3 Feb 2020 • Articles
Clergy Letter for February 2020
I don’t know how many of you remember the dairy in Uttoxeter; after all it did close 35 years ago, but it was as a fresh-faced school leaver that I started my working career there in 1973. Amongst all the other memories I have of being a lab assistant (investigating the properties of milk) I clearly remember being invited to join the company pension scheme pretty much as soon as I had crossed the threshold. Well, of course, I agreed and when I saw that my then retirement date would be 2020 it seemed to be something out of science fiction, it was so far into the future that it would never come. For me 2020 was the year that would never happen!
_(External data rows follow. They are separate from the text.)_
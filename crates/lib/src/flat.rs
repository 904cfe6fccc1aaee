//! The flat path-to-value mapping produced by flatten.
//!
//! A [`FlatMap`] is a single-level, insertion-ordered mapping from
//! dot-delimited path strings to [`Value`]s. For every list met during
//! flattening the mapping holds *both* the list's verbatim value at its own
//! path *and* recursively flattened entries for its elements; this
//! redundancy is deliberate, not an artifact. Callers that need only leaves
//! must filter by value kind, and [`FlatMap::shallow`] strips the
//! redundancy down to the mapping's roots before reconstruction.

use indexmap::IndexMap;

use crate::{path::LIST_MARKER, value::Value};

/// A single-level mapping from path strings to values.
///
/// Entry order is insertion order. Expand relies on it when rebuilding a
/// root-level list (values are pushed in key-iteration order); nested list
/// elements are placed by their numeric index segments regardless of entry
/// order.
///
/// # Examples
///
/// ```
/// # use flatpath::{FlatMap, Value};
/// let mut flat = FlatMap::new();
/// flat.insert("a.b", 1);
/// flat.insert("a.c", 2);
///
/// assert_eq!(flat.len(), 2);
/// assert_eq!(flat.get("a.b"), Some(&Value::Int(1)));
/// ```
#[derive(Debug, Clone, Default, PartialEq, serde::Serialize, serde::Deserialize)]
#[serde(transparent)]
pub struct FlatMap {
    entries: IndexMap<String, Value>,
}

impl FlatMap {
    /// Creates a new empty flat mapping.
    pub fn new() -> Self {
        Self {
            entries: IndexMap::new(),
        }
    }

    /// Inserts a path-value entry, returning the old value if present.
    pub fn insert(&mut self, path: impl Into<String>, value: impl Into<Value>) -> Option<Value> {
        self.entries.insert(path.into(), value.into())
    }

    /// Gets a value by exact path string.
    pub fn get(&self, path: &str) -> Option<&Value> {
        self.entries.get(path)
    }

    /// Returns true if the mapping contains the exact path.
    pub fn contains_path(&self, path: &str) -> bool {
        self.entries.contains_key(path)
    }

    /// Returns the number of entries.
    pub fn len(&self) -> usize {
        self.entries.len()
    }

    /// Returns `true` if the mapping has no entries.
    pub fn is_empty(&self) -> bool {
        self.entries.is_empty()
    }

    /// Returns an iterator over all path-value pairs in insertion order.
    pub fn iter(&self) -> impl Iterator<Item = (&String, &Value)> {
        self.entries.iter()
    }

    /// Returns an iterator over all paths in insertion order.
    pub fn keys(&self) -> impl Iterator<Item = &String> {
        self.entries.keys()
    }

    /// Returns an iterator over all values in insertion order.
    pub fn values(&self) -> impl Iterator<Item = &Value> {
        self.entries.values()
    }

    /// Deep-merges another flat mapping into this one.
    ///
    /// Entries only in `other` are appended; entries present on both sides
    /// merge their values via [`Value::merge`], so the deeper (right-hand)
    /// entry's leaves win and colliding lists merge element-wise.
    pub fn merge(&mut self, other: &FlatMap) {
        for (path, other_value) in &other.entries {
            match self.entries.get_mut(path) {
                Some(self_value) => {
                    self_value.merge(other_value);
                }
                None => {
                    self.entries.insert(path.clone(), other_value.clone());
                }
            }
        }
    }

    /// Reduces the mapping to its shallow roots.
    ///
    /// Keeps only entries whose path is not a strict prefix of another
    /// present path. The prefix test is marker-aware: `a.b.d` is shadowed
    /// by `a.b.d[].0` as well as by `a.b.d.e`, because flatten stores a
    /// list container's own path unmarked while its element paths carry the
    /// `[]` marker. Membership-only; values and order are untouched.
    ///
    /// # Examples
    ///
    /// ```
    /// # use flatpath::FlatMap;
    /// let mut flat = FlatMap::new();
    /// flat.insert("a", 0);
    /// flat.insert("a.b", 1);
    /// flat.insert("c", 2);
    ///
    /// let roots = flat.shallow();
    /// let keys: Vec<&String> = roots.keys().collect();
    /// assert_eq!(keys, ["a.b", "c"]);
    /// ```
    pub fn shallow(&self) -> FlatMap {
        let mut roots = FlatMap::new();
        for (path, value) in &self.entries {
            let shadowed = self
                .entries
                .keys()
                .any(|other| other.len() > path.len() && shadowed_by(path, other));
            if !shadowed {
                roots.insert(path.clone(), value.clone());
            }
        }
        roots
    }
}

/// Returns true if `other` extends `path` by at least one segment.
///
/// The continuation after `path` must be a dot or a list marker followed by
/// a dot; `a.b` is not shadowed by `a.bc`.
fn shadowed_by(path: &str, other: &str) -> bool {
    other.strip_prefix(path).is_some_and(|rest| {
        rest.starts_with('.')
            || rest
                .strip_prefix(LIST_MARKER)
                .is_some_and(|after| after.starts_with('.'))
    })
}

impl FromIterator<(String, Value)> for FlatMap {
    fn from_iter<T: IntoIterator<Item = (String, Value)>>(iter: T) -> Self {
        Self {
            entries: iter.into_iter().collect(),
        }
    }
}

impl IntoIterator for FlatMap {
    type Item = (String, Value);
    type IntoIter = indexmap::map::IntoIter<String, Value>;

    fn into_iter(self) -> Self::IntoIter {
        self.entries.into_iter()
    }
}

impl<'a> IntoIterator for &'a FlatMap {
    type Item = (&'a String, &'a Value);
    type IntoIter = indexmap::map::Iter<'a, String, Value>;

    fn into_iter(self) -> Self::IntoIter {
        self.entries.iter()
    }
}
But it has, it is already here and under way.
The trouble now is that, if I’m not careful, I will keep thinking back to those earlier times with that wonderful gift ‘nostalgia’; a gift that allows us to look back with fondness and a desire to return to all those great times we experienced and how we felt as younger people. When life was simpler, less complicated, all together happier, and we wish it were so today. That’s how it can seem, but life was just as complex, full of ups and downs, every bit as challenging (albeit different challenges) and always social & moral issues to navigate.
Yes, we can learn from the past but we cannot live in it, neither can we expect time to stand still. Look how quickly Christmas had all but disappeared by the 27th of December. And it’s not only in our secular lives that we are confronted by these emotions, which do influence our views on life today, but also within the context of our faith and its expression in our lives and within church.
Within this Uttoxeter Area, we celebrate our differences and similarities, our strengths and opportunities, the contexts in which we each minister and, hopefully, support one another through challenging times and change. Having recently completed the ‘Statistics for Mission’ I realise how easy it would be to become puzzled or even cynical as to why there is a need for such information; yet there is one section that looks at mission in local context and, for me, that brought into sharp focus what much of our calling is about.
When I left school I had a sense of one stage of my life finishing with the rest full of excitement and hope – maybe because schooling had helped to prepare me. As we approach the season of Lent, perhaps we could use this as a time of preparation, of seeking forgiveness for the accrued cynicisms and bitterness acquired over the years, and of letting go all those nostalgic things which are not helpful in forwarding mission.
May the Holy Spirit continue to strengthen our unity, and open our hearts and minds to the possibilities God has for this Area.